**TASK TO CARRY OUT:**
Output all entries below exactly as they are given.

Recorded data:
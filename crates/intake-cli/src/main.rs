mod commands;
mod logging;
mod progress;
mod sink;

use anyhow::Context;
use clap::{CommandFactory, Parser};
use colored::*;
use commands::{CalibrationAction, Cli, Commands};
use crossbeam_channel::Receiver;
use dotenv::dotenv;
use intake_core::paths::analyze_paths;
use intake_core::{
    scanner, AppConfig, FileStatus, IntakeQueue, QueueEvent, QueuePhase, SharedHandle,
    ThreadWorkerFactory,
};
use progress::CliReporter;
use sink::DirectorySink;
use std::path::Path;
use std::sync::Arc;
use std::time::Duration;
use tracing::{error, info};

const POLL_TICK: Duration = Duration::from_millis(100);

fn main() -> anyhow::Result<()> {
    dotenv().ok();

    let args = Cli::parse();
    let _guard = logging::init_logger(args.verbose);

    let config = match intake_core::config::load_configuration() {
        Ok(config) => config,
        Err(err) => {
            error!("Error loading configuration: {}", err);
            std::process::exit(1);
        }
    };

    match args.command {
        Some(Commands::Scan { dir, timings_csv }) => {
            let queue = run_scan(&config, &dir)?;
            print_summary(&queue);
            if let (Some(path), Some(timings)) = (timings_csv, queue.last_timings()) {
                timings
                    .write_csv(&path)
                    .with_context(|| format!("writing timings to {}", path.display()))?;
                info!("Timings appended to {}", path.display());
            }
        }
        Some(Commands::Estimate { dir }) => run_estimate(&config, &dir)?,
        Some(Commands::Upload { dir, dest }) => {
            let mut queue = run_scan(&config, &dir)?;
            if queue.phase() != QueuePhase::Ready {
                anyhow::bail!("queue ended in phase {}, nothing uploaded", queue.phase());
            }
            let sink = DirectorySink::new(&dest)
                .with_context(|| format!("creating {}", dest.display()))?;
            let events = queue.subscribe();
            let mut reporter = CliReporter::starting_at(queue.phase());
            let summary = queue.upload_ready(&sink);
            drain(&events, &mut reporter);
            reporter.finish();

            println!();
            println!(
                "{} uploaded, {} failed, {} duplicates skipped",
                format!("{}", summary.uploaded).green(),
                format!("{}", summary.failed).red(),
                format!("{}", summary.skipped).yellow(),
            );
            print_errors(&queue);
        }
        Some(Commands::Calibration { action }) => {
            let mut store = config.calibration_store();
            match action {
                CalibrationAction::Show => {
                    let samples = store.samples();
                    for sample in &samples {
                        let when = chrono::DateTime::<chrono::Utc>::from_timestamp_millis(sample.timestamp)
                            .map(|t| t.to_rfc3339())
                            .unwrap_or_else(|| sample.timestamp.to_string());
                        println!("{}  {:.4} files/ms", when, sample.h_factor);
                    }
                    println!(
                        "{} samples, factor {}",
                        samples.len(),
                        format!("{:.4}", store.calibration_factor()).cyan()
                    );
                }
                CalibrationAction::Reset => {
                    store.reset();
                    println!("Calibration reset to baseline");
                }
            }
        }
        Some(Commands::PrintConfig) => {
            let rendered = toml::to_string_pretty(&config).context("rendering configuration")?;
            println!("{}", rendered);
        }
        None => {
            let _ = Cli::command().print_long_help();
        }
    }

    Ok(())
}

fn collect_handles(config: &AppConfig, dir: &Path) -> anyhow::Result<Vec<SharedHandle>> {
    let files = scanner::collect_files(dir, &config.ignore_patterns)
        .with_context(|| format!("scanning {}", dir.display()))?;
    Ok(files
        .into_iter()
        .map(|f| Arc::new(f) as SharedHandle)
        .collect())
}

fn run_scan(config: &AppConfig, dir: &Path) -> anyhow::Result<IntakeQueue> {
    let handles = collect_handles(config, dir)?;
    let factory = ThreadWorkerFactory::new(Duration::from_millis(config.worker.progress_interval_ms));
    let mut queue = IntakeQueue::new(config.build_context(), Box::new(factory));
    let events = queue.subscribe();
    let mut reporter = CliReporter::new();

    queue.drop_folder(handles)?;
    drain(&events, &mut reporter);
    while queue.phase() == QueuePhase::Hashing {
        queue.poll(POLL_TICK);
        drain(&events, &mut reporter);
    }
    reporter.finish();
    Ok(queue)
}

fn run_estimate(config: &AppConfig, dir: &Path) -> anyhow::Result<()> {
    let handles = collect_handles(config, dir)?;
    let paths: Vec<String> = handles
        .iter()
        .map(|h| {
            h.relative_path()
                .map(str::to_string)
                .unwrap_or_else(|| h.name().to_string())
        })
        .collect();
    let stats = analyze_paths(paths.iter().map(String::as_str));

    let metas: Vec<_> = handles
        .iter()
        .zip(&paths)
        .enumerate()
        .map(|(idx, (h, path))| intake_core::model::CandidateMeta {
            id: intake_core::RecordId(idx as u64),
            path: path.clone(),
            size: h.size(),
            last_modified: h.last_modified(),
            original_index: idx,
        })
        .collect();
    let partition = intake_core::dedup::partition_by_size(&metas);
    let analysis = intake_core::analysis::BatchAnalysis::new(&stats, &partition);

    let mut store = config.calibration_store();
    let factor = store.calibration_factor();
    let estimator = intake_core::estimate::Estimator::new(config.estimator);
    let estimate = estimator.estimate(&analysis.estimate_input(), factor);

    println!(
        "{} files in {} directories (avg depth {:.1}, max {})",
        format!("{}", analysis.total_files).cyan(),
        analysis.directory_count,
        analysis.avg_depth,
        analysis.max_depth
    );
    println!(
        "{} duplicate candidates ({:.1}%, {:.1} MB)",
        format!("{}", analysis.candidate_count).yellow(),
        analysis.candidate_percent,
        analysis.candidate_size_mb
    );
    println!(
        "Estimate: {} (analyze {:.0} ms, hash {:.0} ms, queue {:.0} ms) at {:.4} files/ms",
        format!("{:.2}s", estimate.total_ms / 1000.0).green(),
        estimate.phase1_ms,
        estimate.phase2_ms,
        estimate.phase3_ms,
        factor
    );
    Ok(())
}

fn drain(events: &Receiver<QueueEvent>, reporter: &mut CliReporter) {
    for event in events.try_iter() {
        reporter.handle(&event);
    }
}

fn print_summary(queue: &IntakeQueue) {
    let counts = queue.counts();
    println!();
    println!(
        "{} ready, {} duplicates, {} errors",
        format!("{}", counts.ready).green(),
        format!("{}", counts.duplicate).yellow(),
        format!("{}", counts.error).red(),
    );
    for record in queue.records() {
        if record.status == FileStatus::Duplicate {
            println!("  {} {}", "duplicate".yellow(), record.path);
        }
    }
    print_errors(queue);
    if let Some(timings) = queue.last_timings() {
        info!(
            "Scan: {}, Hash: {}, estimate {} ({:.1}% accurate)",
            format!("{:.2}s", timings.scanning_ms / 1000.0).green(),
            format!("{:.2}s", timings.hashing_ms / 1000.0).green(),
            format!("{:.2}s", timings.estimated_total_ms / 1000.0).cyan(),
            timings.accuracy_percent
        );
    }
}

fn print_errors(queue: &IntakeQueue) {
    for record in queue.records() {
        if record.status == FileStatus::Error {
            println!(
                "  {} {}: {}",
                "error".red(),
                record.path,
                record.error.as_deref().unwrap_or("unknown error")
            );
        }
    }
}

**RESULT OF THE TASK:**
filename crates/intake-cli/src/main.rs
mod commands;
mod logging;
mod progress;
mod sink;

use anyhow::Context;
use clap::{CommandFactory, Parser};
use colored::*;
use commands::{CalibrationAction, Cli, Commands};
use crossbeam_channel::Receiver;
use dotenv::dotenv;
use intake_core::paths::analyze_paths;
use intake_core::{
    scanner, AppConfig, FileStatus, IntakeQueue, QueueEvent, QueuePhase, SharedHandle,
    ThreadWorkerFactory,
};
use progress::CliReporter;
use sink::DirectorySink;
use std::path::Path;
use std::sync::Arc;
use std::time::Duration;
use tracing::{error, info};

const POLL_TICK: Duration = Duration::from_millis(100);

fn main() -> anyhow::Result<()> {
    dotenv().ok();

    let args = Cli::parse();
    let _guard = logging::init_logger(args.verbose);

    let config = match intake_core::config::load_configuration() {
        Ok(config) => config,
        Err(err) => {
            error!("Error loading configuration: {}", err);
            std::process::exit(1);
        }
    };

    match args.command {
        Some(Commands::Scan { dir, timings_csv }) => {
            let queue = run_scan(&config, &dir)?;
            print_summary(&queue);
            if let (Some(path), Some(timings)) = (timings_csv, queue.last_timings()) {
                timings
                    .write_csv(&path)
                    .with_context(|| format!("writing timings to {}", path.display()))?;
                info!("Timings appended to {}", path.display());
            }
        }
        Some(Commands::Estimate { dir }) => run_estimate(&config, &dir)?,
        Some(Commands::Upload { dir, dest }) => {
            let mut queue = run_scan(&config, &dir)?;
            if queue.phase() != QueuePhase::Ready {
                anyhow::bail!("queue ended in phase {}, nothing uploaded", queue.phase());
            }
            let sink = DirectorySink::new(&dest)
                .with_context(|| format!("creating {}", dest.display()))?;
            let events = queue.subscribe();
            let mut reporter = CliReporter::starting_at(queue.phase());
            let summary = queue.upload_ready(&sink);
            drain(&events, &mut reporter);
            reporter.finish();

            println!();
            println!(
                "{} uploaded, {} failed, {} duplicates skipped",
                format!("{}", summary.uploaded).green(),
                format!("{}", summary.failed).red(),
                format!("{}", summary.skipped).yellow(),
            );
            print_errors(&queue);
        }
        Some(Commands::Calibration { action }) => {
            let mut store = config.calibration_store();
            match action {
                CalibrationAction::Show => {
                    let samples = store.samples();
                    for sample in &samples {
                        let when = chrono::DateTime::<chrono::Utc>::from_timestamp_millis(sample.timestamp)
                            .map(|t| t.to_rfc3339())
                            .unwrap_or_else(|| sample.timestamp.to_string());
                        println!("{}  {:.4} files/ms", when, sample.h_factor);
                    }
                    println!(
                        "{} samples, factor {}",
                        samples.len(),
                        format!("{:.4}", store.calibration_factor()).cyan()
                    );
                }
                CalibrationAction::Reset => {
                    store.reset();
                    println!("Calibration reset to baseline");
                }
            }
        }
        Some(Commands::PrintConfig) => {
            let rendered = toml::to_string_pretty(&config).context("rendering configuration")?;
            println!("{}", rendered);
        }
        None => {
            let _ = Cli::command().print_long_help();
        }
    }

    Ok(())
}

fn collect_handles(config: &AppConfig, dir: &Path) -> anyhow::Result<Vec<SharedHandle>> {
    let files = scanner::collect_files(dir, &config.ignore_patterns)
        .with_context(|| format!("scanning {}", dir.display()))?;
    Ok(files
        .into_iter()
        .map(|f| Arc::new(f) as SharedHandle)
        .collect())
}

fn run_scan(config: &AppConfig, dir: &Path) -> anyhow::Result<IntakeQueue> {
    let handles = collect_handles(config, dir)?;
    let factory = ThreadWorkerFactory::new(Duration::from_millis(config.worker.progress_interval_ms));
    let mut queue = IntakeQueue::new(config.build_context(), Box::new(factory));
    let events = queue.subscribe();
    let mut reporter = CliReporter::new();

    queue.drop_folder(handles)?;
    drain(&events, &mut reporter);
    while queue.phase() == QueuePhase::Hashing {
        queue.poll(POLL_TICK);
        drain(&events, &mut reporter);
    }
    reporter.finish();
    Ok(queue)
}

fn run_estimate(config: &AppConfig, dir: &Path) -> anyhow::Result<()> {
    let handles = collect_handles(config, dir)?;
    let paths: Vec<String> = handles
        .iter()
        .map(|h| {
            h.relative_path()
                .map(str::to_string)
                .unwrap_or_else(|| h.name().to_string())
        })
        .collect();
    let stats = analyze_paths(paths.iter().map(String::as_str));

    let metas: Vec<_> = handles
        .iter()
        .zip(&paths)
        .enumerate()
        .map(|(idx, (h, path))| intake_core::model::CandidateMeta {
            id: intake_core::RecordId(idx as u64),
            path: path.clone(),
            size: h.size(),
            last_modified: h.last_modified(),
            original_index: idx,
        })
        .collect();
    let partition = intake_core::dedup::partition_by_size(&metas);
    let analysis = intake_core::analysis::BatchAnalysis::new(&stats, &partition);

    let mut store = config.calibration_store();
    let factor = store.calibration_factor();
    let estimator = intake_core::estimate::Estimator::new(config.estimator);
    let estimate = estimator.estimate(&analysis.estimate_input(), factor);

    println!(
        "{} files in {} directories (avg depth {:.1}, max {})",
        format!("{}", analysis.total_files).cyan(),
        analysis.directory_count,
        analysis.avg_depth,
        analysis.max_depth
    );
    println!(
        "{} duplicate candidates ({:.1}%, {:.1} MB)",
        format!("{}", analysis.candidate_count).yellow(),
        analysis.candidate_percent,
        analysis.candidate_size_mb
    );
    println!(
        "Estimate: {} (analyze {:.0} ms, hash {:.0} ms, queue {:.0} ms) at {:.4} files/ms",
        format!("{:.2}s", estimate.total_ms / 1000.0).green(),
        estimate.phase1_ms,
        estimate.phase2_ms,
        estimate.phase3_ms,
        factor
    );
    Ok(())
}

fn drain(events: &Receiver<QueueEvent>, reporter: &mut CliReporter) {
    for event in events.try_iter() {
        reporter.handle(&event);
    }
}

fn print_summary(queue: &IntakeQueue) {
    let counts = queue.counts();
    println!();
    println!(
        "{} ready, {} duplicates, {} errors",
        format!("{}", counts.ready).green(),
        format!("{}", counts.duplicate).yellow(),
        format!("{}", counts.error).red(),
    );
    for record in queue.records() {
        if record.status == FileStatus::Duplicate {
            println!("  {} {}", "duplicate".yellow(), record.path);
        }
    }
    print_errors(queue);
    if let Some(timings) = queue.last_timings() {
        info!(
            "Scan: {}, Hash: {}, estimate {} ({:.1}% accurate)",
            format!("{:.2}s", timings.scanning_ms / 1000.0).green(),
            format!("{:.2}s", timings.hashing_ms / 1000.0).green(),
            format!("{:.2}s", timings.estimated_total_ms / 1000.0).cyan(),
            timings.accuracy_percent
        );
    }
}

fn print_errors(queue: &IntakeQueue) {
    for record in queue.records() {
        if record.status == FileStatus::Error {
            println!(
                "  {} {}: {}",
                "error".red(),
                record.path,
                record.error.as_deref().unwrap_or("unknown error")
            );
        }
    }
}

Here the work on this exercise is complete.